(DATA EXTRACT Opens)

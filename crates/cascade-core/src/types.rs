//! Core item types and enumerations.
//!
//! This module defines the fundamental vocabulary of the engine:
//! - `ItemState`: Where an item is in its open/close cycle
//! - `ItemKey`: The two transition directions (closed / opened)
//! - `ActivationMode`: Request shapes accepted by the activation engine
//! - `ChainDirection`: Ordering policy for staggered child delays
//! - `UpdatePhase`: Which host update phase drives an item
//! - `Keyed<T>`: A pair of values indexed by `ItemKey`

use serde::{Deserialize, Serialize};
use std::ops::{Index, IndexMut};

/// Current state of an item.
#[derive(Debug, Clone, Copy, PartialEq, Eq, Hash, Serialize, Deserialize)]
#[serde(rename_all = "snake_case")]
pub enum ItemState {
    /// Fully closed, `time == 0`.
    Closed,
    /// Running the open arc (or waiting for its open delay).
    Opening,
    /// Fully opened, `time == 1`.
    Opened,
    /// Running the close arc (or waiting for its close delay).
    Closing,
    /// Driven externally through evaluation; excluded from the child census.
    Slave,
}

impl Default for ItemState {
    fn default() -> Self {
        Self::Closed
    }
}

impl ItemState {
    /// All census-tracked states, in census slot order.
    pub const COUNTED: [ItemState; 4] = [
        ItemState::Closed,
        ItemState::Opening,
        ItemState::Opened,
        ItemState::Closing,
    ];

    /// Census slot of this state, `None` for `Slave`.
    pub fn census_slot(self) -> Option<usize> {
        match self {
            Self::Closed => Some(0),
            Self::Opening => Some(1),
            Self::Opened => Some(2),
            Self::Closing => Some(3),
            Self::Slave => None,
        }
    }

    /// Whether interaction surfaces are enabled in this state.
    pub fn surface_enabled(self) -> bool {
        matches!(self, Self::Opening | Self::Opened)
    }

    /// Direction an item in this state is heading, `None` for `Slave`.
    pub fn key(self) -> Option<ItemKey> {
        match self {
            Self::Opening | Self::Opened => Some(ItemKey::Opened),
            Self::Closing | Self::Closed => Some(ItemKey::Closed),
            Self::Slave => None,
        }
    }
}

/// Transition direction, also used to index per-direction configuration.
#[derive(Debug, Clone, Copy, PartialEq, Eq, Hash, Serialize, Deserialize)]
#[serde(rename_all = "snake_case")]
pub enum ItemKey {
    Closed,
    Opened,
}

impl Default for ItemKey {
    fn default() -> Self {
        Self::Opened
    }
}

impl ItemKey {
    pub const BOTH: [ItemKey; 2] = [ItemKey::Closed, ItemKey::Opened];

    pub fn opposite(self) -> ItemKey {
        match self {
            Self::Closed => Self::Opened,
            Self::Opened => Self::Closed,
        }
    }

    /// Terminal state reached when a transition in this direction completes.
    pub fn terminal_state(self) -> ItemState {
        match self {
            Self::Closed => ItemState::Closed,
            Self::Opened => ItemState::Opened,
        }
    }

    /// In-flight state for a transition in this direction.
    pub fn transient_state(self) -> ItemState {
        match self {
            Self::Closed => ItemState::Closing,
            Self::Opened => ItemState::Opening,
        }
    }

    /// Progress value at the end of a transition in this direction.
    pub fn bound(self) -> f32 {
        match self {
            Self::Closed => 0.0,
            Self::Opened => 1.0,
        }
    }
}

/// A pair of values, one per transition direction.
#[derive(Debug, Clone, Copy, PartialEq, Default, Serialize, Deserialize)]
pub struct Keyed<T> {
    pub closed: T,
    pub opened: T,
}

impl<T> Keyed<T> {
    pub const fn new(closed: T, opened: T) -> Self {
        Self { closed, opened }
    }
}

impl<T: Copy> Keyed<T> {
    /// Same value for both directions.
    pub const fn splat(value: T) -> Self {
        Self {
            closed: value,
            opened: value,
        }
    }

    pub fn get(&self, key: ItemKey) -> T {
        self[key]
    }
}

impl<T> Index<ItemKey> for Keyed<T> {
    type Output = T;

    fn index(&self, key: ItemKey) -> &T {
        match key {
            ItemKey::Closed => &self.closed,
            ItemKey::Opened => &self.opened,
        }
    }
}

impl<T> IndexMut<ItemKey> for Keyed<T> {
    fn index_mut(&mut self, key: ItemKey) -> &mut T {
        match key {
            ItemKey::Closed => &mut self.closed,
            ItemKey::Opened => &mut self.opened,
        }
    }
}

/// Request shape accepted by the activation engine.
///
/// Single modes touch only the item, branch modes also recurse into every
/// descendant, toggle modes pick open or close from the current state, and
/// `…Immediately` modes skip the delay and the timed arc.
#[derive(Debug, Clone, Copy, PartialEq, Eq, Hash, Serialize, Deserialize)]
#[serde(rename_all = "snake_case")]
pub enum ActivationMode {
    Disabled,
    Open,
    Close,
    OpenClose,
    OpenBranch,
    CloseBranch,
    OpenCloseBranch,
    OpenImmediately,
    CloseImmediately,
    OpenCloseImmediately,
    OpenBranchImmediately,
    CloseBranchImmediately,
    OpenCloseBranchImmediately,
}

impl Default for ActivationMode {
    fn default() -> Self {
        Self::Disabled
    }
}

impl ActivationMode {
    /// Whether descendants are activated as well.
    pub fn is_branch(self) -> bool {
        matches!(
            self,
            Self::OpenBranch
                | Self::CloseBranch
                | Self::OpenCloseBranch
                | Self::OpenBranchImmediately
                | Self::CloseBranchImmediately
                | Self::OpenCloseBranchImmediately
        )
    }

    /// Whether the delay and timed arc are skipped.
    pub fn is_immediate(self) -> bool {
        matches!(
            self,
            Self::OpenImmediately
                | Self::CloseImmediately
                | Self::OpenCloseImmediately
                | Self::OpenBranchImmediately
                | Self::CloseBranchImmediately
                | Self::OpenCloseBranchImmediately
        )
    }

    /// Whether the direction depends on the current state.
    pub fn is_toggle(self) -> bool {
        matches!(
            self,
            Self::OpenClose
                | Self::OpenCloseBranch
                | Self::OpenCloseImmediately
                | Self::OpenCloseBranchImmediately
        )
    }

    /// Whether this is one of the immediate close variants used for fast loops.
    pub fn is_immediate_close(self) -> bool {
        matches!(self, Self::CloseImmediately | Self::CloseBranchImmediately)
    }

    /// Resolve the direction of this mode for an item in `state`.
    ///
    /// Toggle modes open items that are closing or closed and close anything
    /// else. Returns `None` for `Disabled`.
    pub fn direction(self, state: ItemState) -> Option<ItemKey> {
        match self {
            Self::Disabled => None,
            Self::Open | Self::OpenBranch | Self::OpenImmediately | Self::OpenBranchImmediately => {
                Some(ItemKey::Opened)
            }
            Self::Close
            | Self::CloseBranch
            | Self::CloseImmediately
            | Self::CloseBranchImmediately => Some(ItemKey::Closed),
            Self::OpenClose
            | Self::OpenCloseBranch
            | Self::OpenCloseImmediately
            | Self::OpenCloseBranchImmediately => {
                if matches!(state, ItemState::Closing | ItemState::Closed) {
                    Some(ItemKey::Opened)
                } else {
                    Some(ItemKey::Closed)
                }
            }
        }
    }
}

/// Order in which a parent's children receive their chain delays.
#[derive(Debug, Clone, Copy, PartialEq, Eq, Hash, Serialize, Deserialize)]
#[serde(rename_all = "snake_case")]
pub enum ChainDirection {
    /// First child starts first.
    FirstToLast,
    /// Last child starts first.
    LastToFirst,
    /// Center children start first, spreading outwards.
    MiddleToEnds,
    /// Outer children start first, converging on the center.
    EndsToMiddle,
    /// Seeded shuffle of the child order.
    Random,
}

impl Default for ChainDirection {
    fn default() -> Self {
        Self::FirstToLast
    }
}

/// Host update phase that owns an item.
#[derive(Debug, Clone, Copy, PartialEq, Eq, Hash, Serialize, Deserialize)]
#[serde(rename_all = "snake_case")]
pub enum UpdatePhase {
    /// Per-frame update.
    Update,
    /// Fixed-rate update.
    FixedUpdate,
    /// Post update, after every normal update of the frame.
    LateUpdate,
}

impl Default for UpdatePhase {
    fn default() -> Self {
        Self::Update
    }
}

impl UpdatePhase {
    pub const ALL: [UpdatePhase; 3] = [
        UpdatePhase::Update,
        UpdatePhase::FixedUpdate,
        UpdatePhase::LateUpdate,
    ];
}

/// Which item state is shown as the pressed button state.
#[derive(Debug, Clone, Copy, PartialEq, Eq, Hash, Serialize, Deserialize)]
#[serde(rename_all = "snake_case")]
pub enum ButtonDirection {
    /// Press animates from the opened look towards the closed look and back.
    OpenToClose,
    /// Press animates from the closed look towards the opened look and back.
    CloseToOpen,
}

impl Default for ButtonDirection {
    fn default() -> Self {
        Self::OpenToClose
    }
}

/// How an item's material handle is resolved.
#[derive(Debug, Clone, Copy, PartialEq, Eq, Hash, Serialize, Deserialize)]
#[serde(rename_all = "snake_case")]
pub enum MaterialMode {
    /// Share the material asset directly.
    Direct,
    /// Use a per-item instance (live mode only).
    Instance,
}

impl Default for MaterialMode {
    fn default() -> Self {
        Self::Direct
    }
}
//! Engine facade.
//!
//! [`Engine`] owns the item tree and the scheduler and is what a host
//! integration holds on to. Every call that may touch host collaborators
//! takes the host as an argument; the engine never stores it.
//!
//! # Usage
//!
//! ```
//! use cascade_core::{Engine, Item, ItemState, NullHost, PhaseDelta, UpdatePhase};
//!
//! let mut host = NullHost;
//! let mut engine = Engine::default();
//!
//! let panel = engine.spawn(Item::new("panel"));
//! let button = engine.spawn(Item::new("button"));
//! engine.attach(button, panel, &mut host);
//!
//! engine.start(panel, &mut host);
//! engine.open(panel, &mut host);
//!
//! for _ in 0..10 {
//!     engine.tick(UpdatePhase::Update, PhaseDelta::uniform(0.25), &mut host);
//! }
//! assert_eq!(engine.item(panel).unwrap().state(), ItemState::Opened);
//! ```

use cascade_config::SchedulerConfig;
use tracing::debug;

use crate::activation::{self, Ctx};
use crate::events::{EventQueue, ItemEvent, Observer};
use crate::host::Host;
use crate::id::ItemId;
use crate::item::Item;
use crate::roots::CoreRoot;
use crate::scheduler::{FrameTimes, PhaseDelta, Scheduler};
use crate::tree::ItemTree;
use crate::types::{ActivationMode, ChainDirection, ItemKey, MaterialMode, UpdatePhase};

macro_rules! activation_shortcuts {
    ($($name:ident => $mode:ident),* $(,)?) => {
        $(
            #[doc = concat!("Activate with [`ActivationMode::", stringify!($mode), "`].")]
            pub fn $name(&mut self, id: ItemId, host: &mut dyn Host) {
                self.activate(id, ActivationMode::$mode, host);
            }
        )*
    };
}

/// Item tree plus scheduler.
#[derive(Debug)]
pub struct Engine {
    tree: ItemTree,
    scheduler: Scheduler,
}

impl Default for Engine {
    fn default() -> Self {
        Self::new(SchedulerConfig::default())
    }
}

impl Engine {
    pub fn new(config: SchedulerConfig) -> Self {
        let mut tree = ItemTree::new();
        tree.set_live(config.live);
        if let Some(limit) = config.event_queue_limit {
            *tree.events_mut() = EventQueue::bounded(limit);
        }
        Self {
            tree,
            scheduler: Scheduler::new(config),
        }
    }

    pub fn tree(&self) -> &ItemTree {
        &self.tree
    }

    pub fn tree_mut(&mut self) -> &mut ItemTree {
        &mut self.tree
    }

    pub fn scheduler(&self) -> &Scheduler {
        &self.scheduler
    }

    pub fn scheduler_mut(&mut self) -> &mut Scheduler {
        &mut self.scheduler
    }

    pub fn item(&self, id: ItemId) -> Option<&Item> {
        self.tree.get(id)
    }

    pub fn item_mut(&mut self, id: ItemId) -> Option<&mut Item> {
        self.tree.get_mut(id)
    }

    pub fn find(&self, name: &str) -> Option<ItemId> {
        self.tree.find(name)
    }

    /// Switch live execution mode. Loops only run while live.
    pub fn set_live(&mut self, live: bool) {
        self.tree.set_live(live);
        self.scheduler.set_live(live);
    }

    fn ctx<'a>(&'a mut self, host: &'a mut dyn Host) -> Ctx<'a> {
        self.scheduler.ctx(&mut self.tree, host)
    }

    // -- Hierarchy --

    pub fn spawn(&mut self, item: Item) -> ItemId {
        self.tree.spawn(item)
    }

    /// Re-parent `child` under `parent` and refresh both old and new ancestry.
    pub fn attach(&mut self, child: ItemId, parent: ItemId, host: &mut dyn Host) -> bool {
        let old_parent = self.tree.get(child).and_then(|item| item.scene_parent);
        if !self.tree.attach(child, parent) {
            return false;
        }
        if let Some(old) = old_parent.filter(|old| *old != parent) {
            self.tree.refresh(old, host);
        }
        self.tree.refresh(child, host);
        true
    }

    /// Make `child` a scene root and refresh both sides.
    pub fn detach(&mut self, child: ItemId, host: &mut dyn Host) {
        let old_parent = self.tree.get(child).and_then(|item| item.scene_parent);
        self.tree.detach(child);
        if let Some(old) = old_parent {
            self.tree.refresh(old, host);
        }
        self.tree.refresh(child, host);
    }

    pub fn set_enabled(&mut self, id: ItemId, enabled: bool, host: &mut dyn Host) {
        self.tree.set_enabled(id, enabled);
        self.tree.refresh(id, host);
    }

    /// Remove an item and its subtree from the tree and the scheduler.
    pub fn despawn(&mut self, id: ItemId, host: &mut dyn Host) {
        let old_parent = self.tree.get(id).and_then(|item| item.scene_parent);
        for removed in self.tree.despawn(id) {
            self.scheduler.unregister_item(removed);
        }
        if let Some(old) = old_parent {
            self.tree.refresh(old, host);
        }
    }

    pub fn refresh(&mut self, id: ItemId, host: &mut dyn Host) {
        self.tree.refresh(id, host);
    }

    pub fn refresh_all(&mut self, host: &mut dyn Host) {
        self.tree.refresh_all(host);
    }

    pub fn set_chain_direction(&mut self, id: ItemId, key: ItemKey, direction: ChainDirection) {
        self.tree.set_chain_direction(id, key, direction);
    }

    pub fn set_material_mode(&mut self, id: ItemId, mode: MaterialMode, host: &mut dyn Host) {
        self.tree.set_material_mode(id, mode, host);
    }

    // -- Activation --

    /// Apply the item's start action.
    pub fn start(&mut self, id: ItemId, host: &mut dyn Host) {
        activation::start(&mut self.ctx(host), id);
    }

    /// Apply the start action of every scene root.
    pub fn start_all(&mut self, host: &mut dyn Host) {
        for root in self.tree.roots() {
            self.start(root, host);
        }
    }

    pub fn activate(&mut self, id: ItemId, mode: ActivationMode, host: &mut dyn Host) {
        activation::activate(&mut self.ctx(host), id, mode);
    }

    pub fn open(&mut self, id: ItemId, host: &mut dyn Host) {
        activation::open(&mut self.ctx(host), id);
    }

    pub fn close(&mut self, id: ItemId, host: &mut dyn Host) {
        activation::close(&mut self.ctx(host), id);
    }

    pub fn open_close(&mut self, id: ItemId, host: &mut dyn Host) {
        activation::open_close(&mut self.ctx(host), id);
    }

    activation_shortcuts! {
        open_single => Open,
        close_single => Close,
        toggle_single => OpenClose,
        open_branch => OpenBranch,
        close_branch => CloseBranch,
        toggle_branch => OpenCloseBranch,
        open_immediately => OpenImmediately,
        close_immediately => CloseImmediately,
        toggle_immediately => OpenCloseImmediately,
        open_branch_immediately => OpenBranchImmediately,
        close_branch_immediately => CloseBranchImmediately,
        toggle_branch_immediately => OpenCloseBranchImmediately,
    }

    /// Drive an item at `value` with its open-direction tweens.
    pub fn evaluate(&mut self, id: ItemId, value: f32, host: &mut dyn Host) {
        self.evaluate_with(id, value, ItemKey::Opened, host);
    }

    pub fn evaluate_with(&mut self, id: ItemId, value: f32, key: ItemKey, host: &mut dyn Host) {
        activation::evaluate(&mut self.ctx(host), id, value, key);
    }

    pub fn evaluate_branch(&mut self, id: ItemId, value: f32, host: &mut dyn Host) {
        self.evaluate_branch_with(id, value, ItemKey::Opened, host);
    }

    pub fn evaluate_branch_with(
        &mut self,
        id: ItemId,
        value: f32,
        key: ItemKey,
        host: &mut dyn Host,
    ) {
        activation::evaluate_branch(&mut self.ctx(host), id, value, key);
    }

    pub fn press(&mut self, id: ItemId, host: &mut dyn Host) {
        activation::press(&mut self.ctx(host), id);
    }

    // -- Events --

    /// Add a lifecycle observer. Returns `false` for a stale handle.
    pub fn subscribe(&mut self, id: ItemId, observer: Observer) -> bool {
        match self.tree.get_mut(id) {
            Some(item) => {
                item.subscribe(observer);
                true
            }
            None => false,
        }
    }

    /// Mirror an item's lifecycle events into the event queue.
    pub fn set_queue_events(&mut self, id: ItemId, enabled: bool) {
        if let Some(item) = self.tree.get_mut(id) {
            item.set_queue_events(enabled);
        }
    }

    pub fn drain_events(&mut self) -> impl Iterator<Item = ItemEvent> + '_ {
        self.tree.drain_events()
    }

    // -- Roots and scene boundaries --

    pub fn register_root(&mut self, root: CoreRoot) {
        self.scheduler.register_root(root);
    }

    pub fn select_state(&mut self, root: &str, state: &str, host: &mut dyn Host) -> bool {
        self.scheduler.select_state(&mut self.tree, host, root, state)
    }

    pub fn scene_loaded(&mut self, host: &mut dyn Host) {
        debug!(items = self.tree.len(), "scene loaded");
        self.scheduler.scene_loaded(&mut self.tree, host);
    }

    pub fn scene_unloaded(&mut self) {
        debug!("scene unloaded");
        self.scheduler.scene_unloaded();
    }

    // -- Ticking --

    pub fn tick(&mut self, phase: UpdatePhase, delta: PhaseDelta, host: &mut dyn Host) {
        self.scheduler.tick(&mut self.tree, host, phase, delta);
    }

    /// One host frame: normal phase, every fixed step, then the post phase.
    pub fn frame(&mut self, times: &FrameTimes, host: &mut dyn Host) {
        self.tick(UpdatePhase::Update, times.update, host);
        for _ in 0..times.fixed_steps {
            self.tick(UpdatePhase::FixedUpdate, times.fixed, host);
        }
        self.tick(UpdatePhase::LateUpdate, times.update, host);
    }
}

(DATA EXTRACT Closes)

### EXERCISE
Reproduce every line from the listing above that holds the word "struct".

### RESPONSE TO THIS TASK
pub struct Keyed<T> {
pub struct Engine {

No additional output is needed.